I'm writing an application which processes a lot of xml files (>1000) with deep node structures. It takes about six seconds with with woodstox (Event API) to parse a file with 22.000 Nodes.
The algorithm is placed in a process with user interaction where only a few seconds response time are acceptable. So I need to improve the strategy how to handle the xml files.
- My process analyses the xml files (extracts only a few nodes).
- Extracted nodes are processed and the new result is written into a new data stream (resulting in a copy of the document with modified nodes).
Now I'm thinking about a multithreaded solution (which scales better on 16 Core+ hardware). I thought about the following stategies:
- Creating multiple parsers and running them in parallel on the xml sources.

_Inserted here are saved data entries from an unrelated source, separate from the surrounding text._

// Integration tests for the HTTP API
//
// The router is driven in-process with `tower::ServiceExt::oneshot`; every
// external capability is a mock.

use anyhow::Result;
use axum::{
    body::{to_bytes, Body},
    http::{header, Request, StatusCode},
    Router,
};
use serde_json::{json, Value};
use signbridge::captions::MockCaptionSource;
use signbridge::http::{create_router, AppState, RouterOptions};
use signbridge::scratch::{ScratchKind, ScratchSpace};
use signbridge::session::{LiveSessionConfig, SessionRegistry};
use signbridge::speech::{MockRecognizer, Transcriber};
use signbridge::translation::{MockTranslator, TranslationService};
use signbridge::video::{ClipLibrary, ConcatenationEngine, MockClip, MockCodec};
use std::io::Cursor;
use std::sync::Arc;
use tempfile::TempDir;
use tower::ServiceExt;

struct TestApp {
    _temp_dir: TempDir,
    scratch: Arc<ScratchSpace>,
    router: Router,
}

fn test_app() -> Result<TestApp> {
    let temp_dir = TempDir::new()?;
    let clips_dir = temp_dir.path().join("clips");
    std::fs::create_dir_all(&clips_dir)?;
    MockClip::new("hello", 2).write(clips_dir.join("hello.mp4"))?;
    MockClip::new("world", 1).write(clips_dir.join("world.mp4"))?;

    let scratch = Arc::new(ScratchSpace::new(temp_dir.path().join("scratch"))?);
    let transcriber = Arc::new(Transcriber::new(Arc::new(MockRecognizer::fixed(
        "hello world",
    ))));
    let translator = Arc::new(TranslationService::new(Arc::new(MockTranslator::new())));
    let sessions = SessionRegistry::new(
        LiveSessionConfig::default(),
        Arc::clone(&transcriber),
        Arc::clone(&scratch),
    );
    let engine = ConcatenationEngine::new(
        ClipLibrary::new(&clips_dir),
        Arc::clone(&scratch),
        Arc::new(MockCodec::new()),
        2,
    );
    let captions = MockCaptionSource::new().with_transcript("abc123", &["line one", "line two"]);

    let state = AppState::new(
        Arc::clone(&scratch),
        transcriber,
        translator,
        sessions,
        Arc::new(engine),
        Arc::new(captions),
    );

    Ok(TestApp {
        _temp_dir: temp_dir,
        scratch,
        router: create_router(state, &RouterOptions::default()),
    })
}

fn wav_bytes() -> Vec<u8> {
    let spec = hound::WavSpec {
        channels: 1,
        sample_rate: 16000,
        bits_per_sample: 16,
        sample_format: hound::SampleFormat::Int,
    };
    let mut cursor = Cursor::new(Vec::new());
    {
        let mut writer = hound::WavWriter::new(&mut cursor, spec).unwrap();
        for i in 0..1600 {
            writer.write_sample(if i % 2 == 0 { 8000i16 } else { -8000 }).unwrap();
        }
        writer.finalize().unwrap();
    }
    cursor.into_inner()
}

fn multipart_upload(file_name: &str, content_type: &str, bytes: &[u8]) -> Request<Body> {
    let boundary = "signbridge-test-boundary";
    let mut body = Vec::new();
    body.extend_from_slice(format!("--{}\r\n", boundary).as_bytes());
    body.extend_from_slice(
        format!(
            "Content-Disposition: form-data; name=\"file\"; filename=\"{}\"\r\n",
            file_name
        )
        .as_bytes(),
    );
    body.extend_from_slice(format!("Content-Type: {}\r\n\r\n", content_type).as_bytes());
    body.extend_from_slice(bytes);
    body.extend_from_slice(format!("\r\n--{}--\r\n", boundary).as_bytes());

    Request::builder()
        .method("POST")
        .uri("/upload")
        .header(
            header::CONTENT_TYPE,
            format!("multipart/form-data; boundary={}", boundary),
        )
        .body(Body::from(body))
        .unwrap()
}

fn json_request(uri: &str, body: Value) -> Request<Body> {
    Request::builder()
        .method("POST")
        .uri(uri)
        .header(header::CONTENT_TYPE, "application/json")
        .body(Body::from(body.to_string()))
        .unwrap()
}

fn get(uri: &str) -> Request<Body> {
    Request::builder().uri(uri).body(Body::empty()).unwrap()
}

async fn json_body(response: axum::response::Response) -> Result<Value> {
    let bytes = to_bytes(response.into_body(), usize::MAX).await?;
    Ok(serde_json::from_slice(&bytes)?)
}

#[tokio::test]
async fn test_health_check() -> Result<()> {
    let app = test_app()?;

    let response = app.router.oneshot(get("/health")).await?;

    assert_eq!(response.status(), StatusCode::OK);
    let body = to_bytes(response.into_body(), usize::MAX).await?;
    assert_eq!(&body[..], b"OK");

    Ok(())
}

#[tokio::test]
async fn test_upload_transcribes_wav() -> Result<()> {
    let app = test_app()?;

    let response = app
        .router
        .oneshot(multipart_upload("speech.wav", "audio/wav", &wav_bytes()))
        .await?;

    assert_eq!(response.status(), StatusCode::OK);
    assert_eq!(json_body(response).await?, json!({ "text": "hello world" }));
    assert_eq!(app.scratch.live_count(), 0, "Upload scratch file is released");

    Ok(())
}

#[tokio::test]
async fn test_upload_rejects_other_formats() -> Result<()> {
    let app = test_app()?;

    let response = app
        .router
        .oneshot(multipart_upload("speech.mp3", "audio/mpeg", b"ID3 not a wav"))
        .await?;

    assert_eq!(response.status(), StatusCode::BAD_REQUEST);
    let body = json_body(response).await?;
    assert_eq!(body["kind"], "validation");
    assert_eq!(body["error"], "You must upload your audio file as a WAV file.");

    Ok(())
}

#[tokio::test]
async fn test_translate_route() -> Result<()> {
    let app = test_app()?;

    let response = app
        .router
        .clone()
        .oneshot(json_request(
            "/transcribe",
            json!({ "text": "hello", "target": "Hindi" }),
        ))
        .await?;
    assert_eq!(response.status(), StatusCode::OK);
    assert_eq!(
        json_body(response).await?,
        json!({ "message": "[hi] hello", "target": "hi" })
    );

    let response = app
        .router
        .oneshot(
            Request::builder()
                .method("POST")
                .uri("/transcribe")
                .header(header::CONTENT_TYPE, "text/plain")
                .body(Body::from("hello"))
                .unwrap(),
        )
        .await?;
    assert_eq!(response.status(), StatusCode::BAD_REQUEST);
    assert_eq!(json_body(response).await?["error"], "Request must be JSON");

    Ok(())
}

#[tokio::test]
async fn test_generate_captions() -> Result<()> {
    let app = test_app()?;

    let response = app
        .router
        .clone()
        .oneshot(json_request(
            "/generate-captions",
            json!({ "youtube_url": "https://www.youtube.com/watch?v=abc123&t=42" }),
        ))
        .await?;
    assert_eq!(response.status(), StatusCode::OK);
    assert_eq!(
        json_body(response).await?,
        json!({ "captions": "line one\nline two" })
    );

    let response = app
        .router
        .oneshot(json_request(
            "/generate-captions",
            json!({ "youtube_url": "https://example.com/video" }),
        ))
        .await?;
    assert_eq!(response.status(), StatusCode::BAD_REQUEST);
    assert_eq!(json_body(response).await?["kind"], "validation");

    Ok(())
}

#[tokio::test]
async fn test_serves_clips() -> Result<()> {
    let app = test_app()?;

    let response = app.router.clone().oneshot(get("/video/hello.mp4")).await?;
    assert_eq!(response.status(), StatusCode::OK);
    assert_eq!(response.headers()[header::CONTENT_TYPE], "video/mp4");

    let response = app.router.oneshot(get("/video/nothere.mp4")).await?;
    assert_eq!(response.status(), StatusCode::NOT_FOUND);
    assert_eq!(
        json_body(response).await?,
        json!({
            "error": "Video file not found: nothere.mp4",
            "kind": "not_found",
            "clip": "nothere.mp4"
        })
    );

    Ok(())
}

#[tokio::test]
async fn test_merge_streams_attachment_then_cleans_up() -> Result<()> {
    let app = test_app()?;

    let response = app
        .router
        .oneshot(json_request(
            "/api/merge-videos",
            json!({ "video_names": ["hello.mp4", "world.mp4"] }),
        ))
        .await?;

    assert_eq!(response.status(), StatusCode::OK);
    assert_eq!(response.headers()[header::CONTENT_TYPE], "video/mp4");
    assert_eq!(
        response.headers()[header::CONTENT_DISPOSITION],
        "attachment; filename=\"merged_asl.mp4\""
    );

    // The output stays until the body has been read
    assert_eq!(app.scratch.live_count_of(ScratchKind::MergedVideo), 1);

    let body = to_bytes(response.into_body(), usize::MAX).await?;
    assert_eq!(&body[..], b"hello:0\nhello:1\nworld:0\n");
    assert_eq!(app.scratch.live_count(), 0);

    Ok(())
}

#[tokio::test]
async fn test_dropped_merge_response_releases_output() -> Result<()> {
    let app = test_app()?;

    let response = app
        .router
        .oneshot(json_request("/api/merge-videos", json!({ "text": "hello world" })))
        .await?;
    assert_eq!(response.status(), StatusCode::OK);
    assert_eq!(app.scratch.live_count(), 1);

    drop(response);
    assert_eq!(app.scratch.live_count(), 0);

    Ok(())
}

#[tokio::test]
async fn test_merge_errors() -> Result<()> {
    let app = test_app()?;

    let response = app
        .router
        .clone()
        .oneshot(json_request(
            "/api/merge-videos",
            json!({ "video_names": ["hello.mp4", "missing.mp4"] }),
        ))
        .await?;
    assert_eq!(response.status(), StatusCode::NOT_FOUND);
    let body = json_body(response).await?;
    assert_eq!(body["error"], "Video file not found: missing.mp4");
    assert_eq!(body["clip"], "missing.mp4");

    let response = app
        .router
        .clone()
        .oneshot(json_request("/api/merge-videos", json!({ "video_names": [] })))
        .await?;
    assert_eq!(response.status(), StatusCode::BAD_REQUEST);
    assert_eq!(json_body(response).await?["error"], "No video names provided");

    let response = app
        .router
        .oneshot(json_request("/api/merge-videos", json!({})))
        .await?;
    assert_eq!(response.status(), StatusCode::BAD_REQUEST);

    assert_eq!(app.scratch.live_count(), 0);

    Ok(())
}

#[tokio::test]
async fn test_unknown_session_status() -> Result<()> {
    let app = test_app()?;

    let response = app.router.oneshot(get("/sessions/live-nope/status")).await?;

    assert_eq!(response.status(), StatusCode::NOT_FOUND);
    assert_eq!(json_body(response).await?["kind"], "not_found");

    Ok(())
}

#[tokio::test]
async fn test_cors_allows_any_origin_by_default() -> Result<()> {
    let app = test_app()?;

    let response = app
        .router
        .oneshot(
            Request::builder()
                .uri("/health")
                .header(header::ORIGIN, "http://localhost:3000")
                .body(Body::empty())
                .unwrap(),
        )
        .await?;

    assert_eq!(response.headers()[header::ACCESS_CONTROL_ALLOW_ORIGIN], "*");

    Ok(())
}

- Rewriting my parsing algorithm thread-save to use only one instance of the parser (factories, ...)
- Split the XML source into chunks and assign the chunks to multiple processing threads (map-reduce xml - serial)
- Optimizing my algorithm (better StAX parser than woodstox?) / Using a parser with build-in concurrency
I want to improve both, the performance overall and the "per file" performance.
Do you have experience with such problems? What is the best way to go?
I am agree with Jim. I think that if you want to improve performance of overall processing of 1000 files your plan is good except #3 that is irrelevant in this case.
If however you want to improve performance of parsing of single file you have a problem. I do not know how it is possible to split XML file without it parsing. Each chunk will be illegal XML and your parser will fail.
I believe that improving overall time is good enough for you. In this case read this tutorial:
http://download.oracle.com/javase/tutorial/essential/concurrency/index.html
then create thread pool of for example 100 threads and queue that contains XML sources. Each thread will parse only 10 files that will bring serious performance benefit in multi-CPU environment.
In addition to existing good suggestions there is one rather simple thing to do: use cursor API (XMLStreamReader), NOT Event API. Event API adds 30-50% overhead without (just IMO) significantly making processing easire. In fact, if you want convenience, I would recommend using StaxMate instead; it builds on top of Cursor API without adding significant overhead (at most 5-10% compared to hand-written code).
Now: I assume you have done basic optimizations with Woodstox; but if not, check out "3 Simple Rules for Fast XML-processing using Stax". Specifically, you absolutely should:
- Make sure you only create XMLInputFactory and XMLOutputFactory instances once
- Close readers and writers to ensure buffer recycling (and other useful reuse) works as expected.
The reason I mention this is that while these make no functional difference (code works as expected) they can make big performance difference; although more so when processing smaller files.
Running multiple instances does also make sense; although usually with at most 1 thread per core. However you will only get benefit as long as your storage I/O can support such speeds; if disk is the bottleneck this will not help and can in some cases hurt (if disk seeks compete). But it is worth a try.